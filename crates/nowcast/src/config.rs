//! Compile-time configuration
//!
//! There are no configuration files, environment variables or command-line
//! flags on the device. Everything a broadcaster needs is fixed at build
//! time in `BeaconConfig::DEFAULT`, and checked by `const` assertions below.

use crate::radio::{Channel, Country};

/// Raw constants, kept together so a board can see them at a glance
pub mod consts {
    /// Wi-Fi channel the broadcaster transmits on
    pub const ESP_NOW_CHANNEL: u8 = 14;

    /// Time between successive broadcasts
    pub const PERIOD_MS: u32 = 500;

    /// How long the status LED stays lit per broadcast
    pub const LED_ON_MS: u32 = 25;

    /// The status LED lights when its pin is driven low
    pub const LED_ACTIVE_LOW: bool = true;

    /// Diagnostics console speed, 8N1
    pub const CONSOLE_BAUD: u32 = 115_200;
}

#[derive(Debug, Clone, Copy, PartialEq, Eq)]
#[cfg_attr(feature = "defmt", derive(defmt::Format))]
pub struct BeaconConfig {
    pub channel: Channel,

    /// Applied only when `channel` is outside the default regulatory range
    pub country: Country,

    pub period_ms: u32,
    pub led_on_ms: u32,
    pub led_active_low: bool,
    pub console_baud: u32,
}

impl BeaconConfig {
    pub const DEFAULT: BeaconConfig = BeaconConfig {
        channel: match Channel::new(consts::ESP_NOW_CHANNEL) {
            Some(channel) => channel,
            None => panic!("ESP_NOW_CHANNEL must be 1..=14"),
        },
        country: Country::JAPAN,
        period_ms: consts::PERIOD_MS,
        led_on_ms: consts::LED_ON_MS,
        led_active_low: consts::LED_ACTIVE_LOW,
        console_baud: consts::CONSOLE_BAUD,
    };

    /// Same as `DEFAULT`, on another channel
    pub const fn with_channel(self, channel: Channel) -> Self {
        BeaconConfig { channel, ..self }
    }

    /// Does bring-up need to configure a country before tuning?
    pub const fn needs_region(&self) -> bool {
        !self.channel.in_default_range()
    }

    /// Time the LED stays dark for the rest of each period
    pub const fn led_off_ms(&self) -> u32 {
        self.period_ms.saturating_sub(self.led_on_ms)
    }

    pub const fn is_valid(&self) -> bool {
        self.period_ms > 0
            && self.led_on_ms < self.period_ms
            && self.console_baud > 0
            && (!self.needs_region()
                || (self.country.is_well_formed() && self.country.permits(self.channel)))
    }
}

impl Default for BeaconConfig {
    fn default() -> Self {
        Self::DEFAULT
    }
}

#[allow(unused)]
mod validation {
    use super::*;

    const _: () = assert!(BeaconConfig::DEFAULT.is_valid(), "Invalid default configuration");
    const _: () = assert!(consts::LED_ON_MS >= 1, "LED blink too short to see");
    const _: () = assert!(consts::PERIOD_MS >= 10, "Broadcast period too short");
}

━━━━━━━━━━━━━━━━━━━━

» **PROBLEM DETAILS**
If a line in the data above includes the string "stays", copy it.

» **RESULT**
    /// How long the status LED stays lit per broadcast
    /// Time the LED stays dark for the rest of each period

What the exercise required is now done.